Créditos: Andre Deak
Outro estudo, desta vez publicado na Nature este ano, revela que esse colapso pode acelerar o aquecimento global e mudar o padrão de chuvas em várias regiões do planeta. Ainda segundo os pesquisadores, até 2050 de 10% a 47% do bioma poderá sofrer mudanças irreversíveis – o que impediria a Amazônia de armazenar carbono e realizar o seu papel de equilibrar o clima no mundo.
Com a luz de alerta acesa e a certeza de que não basta parar de desmatar para evitar o colapso, é preciso ajudar o bioma a se regenerar para garantir a perpetuação dos serviços que a Amazônia presta. Essa ajuda vem por meio da restauração de paisagens.

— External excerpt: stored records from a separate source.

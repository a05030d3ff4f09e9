use serde::{Deserialize, Serialize};
use serde_json::{Map, Value};

use super::{CommonOutput, Envelope};

#[derive(Debug, Clone, PartialEq, Deserialize)]
pub struct SubagentStartInput {
    #[serde(flatten)]
    pub envelope: Envelope,
    #[serde(alias = "agentId")]
    pub agent_id: String,
    #[serde(alias = "agentType")]
    pub agent_type: String,
    #[serde(flatten)]
    pub extra: Map<String, Value>,
}

#[derive(Debug, Clone, Default, PartialEq, Serialize)]
pub struct SubagentStartOutput {
    #[serde(flatten)]
    pub common: CommonOutput,
}
use serde::{Deserialize, Serialize};
use serde_json::{Map, Value};

#[derive(Debug, Clone, PartialEq, Serialize, Deserialize)]
pub struct WebFetchInput {
    pub url: String,
    #[serde(default, skip_serializing_if = "Option::is_none")]
    pub prompt: Option<String>,
    #[serde(default, alias = "timeoutMs", skip_serializing_if = "Option::is_none")]
    pub timeout_ms: Option<i64>,
    #[serde(flatten)]
    pub extra: Map<String, Value>,
}

builtin_tool!(WebFetchInput, WebFetch);
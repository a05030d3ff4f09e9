use serde::{Deserialize, Serialize};
use serde_json::{Map, Value};

#[derive(Debug, Clone, PartialEq, Serialize, Deserialize)]
pub struct BashInput {
    pub command: String,
    #[serde(default, skip_serializing_if = "Option::is_none")]
    pub description: Option<String>,
    /// Milliseconds.
    #[serde(default, skip_serializing_if = "Option::is_none")]
    pub timeout: Option<i64>,
    #[serde(
        default,
        alias = "runInBackground",
        skip_serializing_if = "Option::is_none"
    )]
    pub run_in_background: Option<bool>,
    #[serde(flatten)]
    pub extra: Map<String, Value>,
}

builtin_tool!(BashInput, Bash);
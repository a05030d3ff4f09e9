use serde::{Deserialize, Serialize};
use serde_json::{Map, Value};

use super::{CommonOutput, Envelope};
use crate::enums::HookEvent;

#[derive(Debug, Clone, PartialEq, Deserialize)]
pub struct PostToolUseFailureInput {
    #[serde(flatten)]
    pub envelope: Envelope,
    #[serde(alias = "toolName")]
    pub tool_name: String,
    #[serde(alias = "toolInput")]
    pub tool_input: Map<String, Value>,
    #[serde(alias = "toolUseId")]
    pub tool_use_id: String,
    pub error: String,
    /// Set when the user interrupted the tool rather than it failing.
    #[serde(default, alias = "isInterrupt")]
    pub is_interrupt: Option<bool>,
    #[serde(flatten)]
    pub extra: Map<String, Value>,
}

#[derive(Debug, Clone, PartialEq, Serialize)]
#[serde(rename_all = "camelCase")]
pub struct PostToolUseFailureSpecific {
    pub hook_event_name: HookEvent,
    #[serde(skip_serializing_if = "Option::is_none")]
    pub additional_context: Option<String>,
}

impl Default for PostToolUseFailureSpecific {
    fn default() -> Self {
        Self {
            hook_event_name: HookEvent::PostToolUseFailure,
            additional_context: None,
        }
    }
}

#[derive(Debug, Clone, Default, PartialEq, Serialize)]
#[serde(rename_all = "camelCase")]
pub struct PostToolUseFailureOutput {
    #[serde(flatten)]
    pub common: CommonOutput,
    #[serde(skip_serializing_if = "Option::is_none")]
    pub hook_specific_output: Option<PostToolUseFailureSpecific>,
}

impl PostToolUseFailureOutput {
    pub fn add_context(context: impl Into<String>) -> Self {
        Self {
            hook_specific_output: Some(PostToolUseFailureSpecific {
                additional_context: Some(context.into()),
                ..PostToolUseFailureSpecific::default()
            }),
            ..Self::default()
        }
    }
}
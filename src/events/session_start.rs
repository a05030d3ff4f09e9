use serde::{Deserialize, Serialize};
use serde_json::{Map, Value};

use super::{CommonOutput, Envelope};
use crate::enums::{HookEvent, SessionStartSource};

#[derive(Debug, Clone, PartialEq, Deserialize)]
pub struct SessionStartInput {
    #[serde(flatten)]
    pub envelope: Envelope,
    pub source: String,
    pub model: String,
    #[serde(default, alias = "agentType")]
    pub agent_type: Option<String>,
    #[serde(flatten)]
    pub extra: Map<String, Value>,
}

impl SessionStartInput {
    pub fn known_source(&self) -> Option<SessionStartSource> {
        SessionStartSource::classify(&self.source)
    }
}

#[derive(Debug, Clone, PartialEq, Serialize)]
#[serde(rename_all = "camelCase")]
pub struct SessionStartSpecific {
    pub hook_event_name: HookEvent,
    #[serde(skip_serializing_if = "Option::is_none")]
    pub additional_context: Option<String>,
}

impl Default for SessionStartSpecific {
    fn default() -> Self {
        Self {
            hook_event_name: HookEvent::SessionStart,
            additional_context: None,
        }
    }
}

#[derive(Debug, Clone, Default, PartialEq, Serialize)]
#[serde(rename_all = "camelCase")]
pub struct SessionStartOutput {
    #[serde(flatten)]
    pub common: CommonOutput,
    #[serde(skip_serializing_if = "Option::is_none")]
    pub hook_specific_output: Option<SessionStartSpecific>,
}

impl SessionStartOutput {
    /// Injects `context` into the new session.
    pub fn add_context(context: impl Into<String>) -> Self {
        Self {
            hook_specific_output: Some(SessionStartSpecific {
                additional_context: Some(context.into()),
                ..SessionStartSpecific::default()
            }),
            ..Self::default()
        }
    }
}
use serde::{Deserialize, Serialize};
use serde_json::{Map, Value};

use super::{CommonOutput, Envelope};
use crate::enums::{ConfigChangeSource, Decision};

#[derive(Debug, Clone, PartialEq, Deserialize)]
pub struct ConfigChangeInput {
    #[serde(flatten)]
    pub envelope: Envelope,
    pub source: String,
    #[serde(default, alias = "filePath")]
    pub file_path: Option<String>,
    #[serde(flatten)]
    pub extra: Map<String, Value>,
}

impl ConfigChangeInput {
    pub fn known_source(&self) -> Option<ConfigChangeSource> {
        ConfigChangeSource::classify(&self.source)
    }
}

#[derive(Debug, Clone, Default, PartialEq, Serialize)]
pub struct ConfigChangeOutput {
    #[serde(flatten)]
    pub common: CommonOutput,
    #[serde(skip_serializing_if = "Option::is_none")]
    pub decision: Option<Decision>,
    #[serde(skip_serializing_if = "Option::is_none")]
    pub reason: Option<String>,
}

impl ConfigChangeOutput {
    /// Rejects the configuration change.
    pub fn block(reason: impl Into<String>) -> Self {
        Self {
            decision: Some(Decision::Block),
            reason: Some(reason.into()),
            ..Self::default()
        }
    }
}
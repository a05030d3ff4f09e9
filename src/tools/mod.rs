//! Typed inputs for the host's tools.
//!
//! Tool inputs arrive as open JSON objects keyed by an arbitrary tool name.
//! Each schema here is a flat record with a fixed set of typed fields plus an
//! `extra` map that keeps every key the schema does not declare, so a parsed
//! and re-serialized input loses nothing.

use crate::enums::BuiltinToolName;
use serde::de::DeserializeOwned;
use serde::Serialize;
use serde_json::{Map, Value};
use std::any::{type_name, Any, TypeId};
use std::fmt;

macro_rules! builtin_tool {
    ($ty:ident, $tool:ident) => {
        impl crate::tools::ToolInput for $ty {
            fn extra(&self) -> Option<&serde_json::Map<String, serde_json::Value>> {
                Some(&self.extra)
            }
        }

        impl crate::tools::BuiltinToolInput for $ty {
            const TOOL: crate::enums::BuiltinToolName = crate::enums::BuiltinToolName::$tool;
        }
    };
}

mod bash;
mod edit;
mod glob;
mod grep;
mod notebook_edit;
mod read;
mod task;
mod web_fetch;
mod web_search;
mod write;

pub use bash::BashInput;
pub use edit::EditInput;
pub use glob::GlobInput;
pub use grep::GrepInput;
pub use notebook_edit::NotebookEditInput;
pub use read::ReadInput;
pub use task::TaskInput;
pub use web_fetch::WebFetchInput;
pub use web_search::WebSearchInput;
pub use write::WriteInput;

/// A typed view of a tool's input object.
pub trait ToolInput: DeserializeOwned + Serialize + fmt::Debug + Send + Sync + 'static {
    /// Keys present on the wire that the schema does not declare.
    fn extra(&self) -> Option<&Map<String, Value>> {
        None
    }
}

/// A schema for one of the host's built-in tools.
pub trait BuiltinToolInput: ToolInput {
    const TOOL: BuiltinToolName;
}

/// Object-safe handle on a parsed tool input of any registered schema.
pub trait AnyToolInput: Any + fmt::Debug + Send + Sync {
    fn as_any(&self) -> &dyn Any;

    /// Serializes back to the open JSON object, unknown keys included.
    fn to_json(&self) -> serde_json::Result<Value>;
}

impl<T: ToolInput> AnyToolInput for T {
    fn as_any(&self) -> &dyn Any {
        self
    }

    fn to_json(&self) -> serde_json::Result<Value> {
        serde_json::to_value(self)
    }
}

impl dyn AnyToolInput {
    pub fn downcast_ref<T: ToolInput>(&self) -> Option<&T> {
        self.as_any().downcast_ref::<T>()
    }

    pub fn is<T: ToolInput>(&self) -> bool {
        self.as_any().is::<T>()
    }
}

/// A tool-input schema that can be stored in the registry.
#[derive(Clone, Copy)]
pub struct ToolSchema {
    type_id: TypeId,
    type_name: &'static str,
    parse: fn(&Map<String, Value>) -> Option<Box<dyn AnyToolInput>>,
}

impl ToolSchema {
    pub fn of<T: ToolInput>() -> Self {
        Self {
            type_id: TypeId::of::<T>(),
            type_name: type_name::<T>(),
            parse: parse_boxed::<T>,
        }
    }

    /// Coerces `raw` into this schema. Returns `None` on any mismatch.
    pub fn parse(&self, raw: &Map<String, Value>) -> Option<Box<dyn AnyToolInput>> {
        (self.parse)(raw)
    }

    /// True when this schema was built from `T`.
    pub fn is<T: ToolInput>(&self) -> bool {
        self.type_id == TypeId::of::<T>()
    }

    pub fn type_name(&self) -> &'static str {
        self.type_name
    }
}

impl PartialEq for ToolSchema {
    fn eq(&self, other: &Self) -> bool {
        self.type_id == other.type_id
    }
}

impl Eq for ToolSchema {}

impl fmt::Debug for ToolSchema {
    fn fmt(&self, f: &mut fmt::Formatter<'_>) -> fmt::Result {
        f.debug_tuple("ToolSchema").field(&self.type_name).finish()
    }
}

/// Attempts to read `raw` as a `T`.
///
/// Missing required fields or wrong primitive types yield `None` rather than
/// an error, so callers can use this as a probe.
pub fn parse_as<T: ToolInput>(raw: &Map<String, Value>) -> Option<T> {
    match serde_json::from_value(Value::Object(raw.clone())) {
        Ok(parsed) => Some(parsed),
        Err(err) => {
            tracing::debug!(schema = type_name::<T>(), error = %err, "tool input does not match schema");
            None
        }
    }
}

fn parse_boxed<T: ToolInput>(raw: &Map<String, Value>) -> Option<Box<dyn AnyToolInput>> {
    parse_as::<T>(raw).map(|parsed| Box::new(parsed) as Box<dyn AnyToolInput>)
}
//! Typed Claude Code hooks.
//!
//! A hook is a process the host spawns once per event: it writes one JSON
//! payload to stdin, reads at most one JSON object from stdout, and reads the
//! exit code. This crate decodes the payload into a typed input, runs a
//! handler, and encodes the handler's typed output.
//!
//! ```no_run
//! use cc_hooks::prelude::*;
//!
//! fn guard(input: PreToolUseInput) -> anyhow::Result<Option<PreToolUseOutput>> {
//!     match input.as_bash_input() {
//!         Some(bash) if bash.command.contains("rm -rf") => {
//!             Ok(Some(PreToolUseOutput::deny("Dangerous command blocked")))
//!         }
//!         _ => Ok(None),
//!     }
//! }
//!
//! fn main() -> std::process::ExitCode {
//!     Hook::sync(guard).run()
//! }
//! ```

pub mod enums;
pub mod error;
pub mod events;
pub mod logging;
pub mod registry;
pub mod runner;
pub mod tools;

pub use error::HookError;
pub use runner::{Hook, EXIT_FAILURE, EXIT_OK};

pub mod prelude {
    pub use crate::enums::{
        BuiltinToolName, ConfigChangeSource, Decision, HookEvent, NotificationType,
        PermissionDecision, PermissionMode, PreCompactTrigger, SessionEndReason,
        SessionStartSource,
    };
    pub use crate::error::HookError;
    pub use crate::events::*;
    pub use crate::registry::{register, register_tool};
    pub use crate::runner::Hook;
    pub use crate::tools::{
        AnyToolInput, BashInput, BuiltinToolInput, EditInput, GlobInput, GrepInput,
        NotebookEditInput, ReadInput, TaskInput, ToolInput, ToolSchema, WebFetchInput,
        WebSearchInput, WriteInput,
    };
}
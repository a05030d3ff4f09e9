use serde::{Deserialize, Serialize};
use serde_json::{Map, Value};

#[derive(Debug, Clone, PartialEq, Serialize, Deserialize)]
pub struct GrepInput {
    /// Regular expression to search for.
    pub pattern: String,
    #[serde(default, skip_serializing_if = "Option::is_none")]
    pub path: Option<String>,
    /// File filter, e.g. `*.rs`.
    #[serde(default, skip_serializing_if = "Option::is_none")]
    pub include: Option<String>,
    #[serde(default, skip_serializing_if = "Option::is_none")]
    pub multiline: Option<bool>,
    #[serde(
        default,
        alias = "ignoreCase",
        skip_serializing_if = "Option::is_none"
    )]
    pub ignore_case: Option<bool>,
    #[serde(flatten)]
    pub extra: Map<String, Value>,
}

builtin_tool!(GrepInput, Grep);
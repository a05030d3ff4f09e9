use serde::{Deserialize, Serialize};
use serde_json::{Map, Value};

#[derive(Debug, Clone, PartialEq, Serialize, Deserialize)]
pub struct ReadInput {
    #[serde(alias = "filePath")]
    pub file_path: String,
    /// First line to read.
    #[serde(default, skip_serializing_if = "Option::is_none")]
    pub offset: Option<i64>,
    #[serde(default, skip_serializing_if = "Option::is_none")]
    pub limit: Option<i64>,
    #[serde(flatten)]
    pub extra: Map<String, Value>,
}

builtin_tool!(ReadInput, Read);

Restaurar um bioma como a Amazônia é tarefa árdua, justamente porque um dos grandes desafios desse processo é a falta de sementes. Adquirir no mercado sementes de milho ou de feijão para a agricultura é fácil e econômico, mas onde e como comprar as sementes que vão dar origem às árvores nativas dessa região?
Quatro comunidades do Tapajós, no Pará, são um bom exemplo de uma solução que pode ajudar a resolver o problema. Lá, um banco de sementes está sendo formado e é administrado por mulheres da região. Elas integram o Projeto Restauro do Tapajós, parceria entre a Conservação Internacional (CI-Brasil) e o Instituto de Pesquisa Ambiental da Amazônia (IPAM). O objetivo do projeto é restaurar áreas degradadas por meio de sistemas agroflorestais (SAFs) e áreas de proteção permanente (APPs).
A iniciativa, que começou em meados de 2022, foi idealizada em três etapas. A primeira foi capacitar as pessoas das comunidades para aprender a importância de usar a terra e seus recursos com consciência e cuidado – essa fase contou com maciça adesão das mulheres. A segunda, em 2023, foi a de implantar SAFs e APPs, mapear a região, conhecer o solo e definir, junto com os produtores locais, quais as melhores culturas a serem consorciadas para conservar a mata.
Foram criados dois viveiros e restaurado outro – os três com capacidade para alcançar a produção de 60 mil mudas por ano. As mulheres já iniciaram os plantios, estão produzindo mudas e comercializando o excedente. Elas receberam capacitação para fazer o manejo correto. Foi dado também o pontapé para a criação da rede de sementes – terceira etapa do projeto.
Essa fase representou um desafio, mas também a oportunidade de unir várias vozes e parceiros para dar forma e vida a uma rede de sementes robusta. Com os viveiros e a rede de sementes, estima-se a possibilidade de produzir até 80 mil sementes de qualidade e a capacidade de restaurar 250 hectares.
O projeto contribuiu para colocar na mesma mesa representantes do governo do Estado do Pará, organizações do Terceiro Setor e, claro, os representantes das comunidades envolvidas. Cada parceiro avaliou como poderia atuar para ampliar ainda mais a iniciativa e fazê-la ecoar para capacitar mais pessoas da comunidade, além de estabelecer parcerias com universidades e laboratórios.
Assim, os beneficiários – especialmente as mulheres, que aderiram à iniciativa e se destacaram desde o início – teriam o conhecimento e a orientação técnica necessários para cuidar do banco. É que lidar com sementes significa aprender a manuseá-las, fazer a secagem corretamente, o armazenamento, a coleta no tempo certo e reconhecer se está no ponto de germinar.
O objetivo desse banco é que as comunidades coletem sementes e as utilizem para criar mudas em suas propriedades – mudas que vão fortalecer as cadeias de SAFs da região e as APPs, gerando renda com o uso sustentável da terra. Esse trabalho vai retroalimentar um círculo virtuoso de conservação, mostrando que cada iniciativa é um passo pequeno, mas é extremamente importante para restaurar o que décadas de descaso destruíram em Tapajós.
Lilian Vendrametto é Diretora de Economias de Impacto da Conservação Internacional.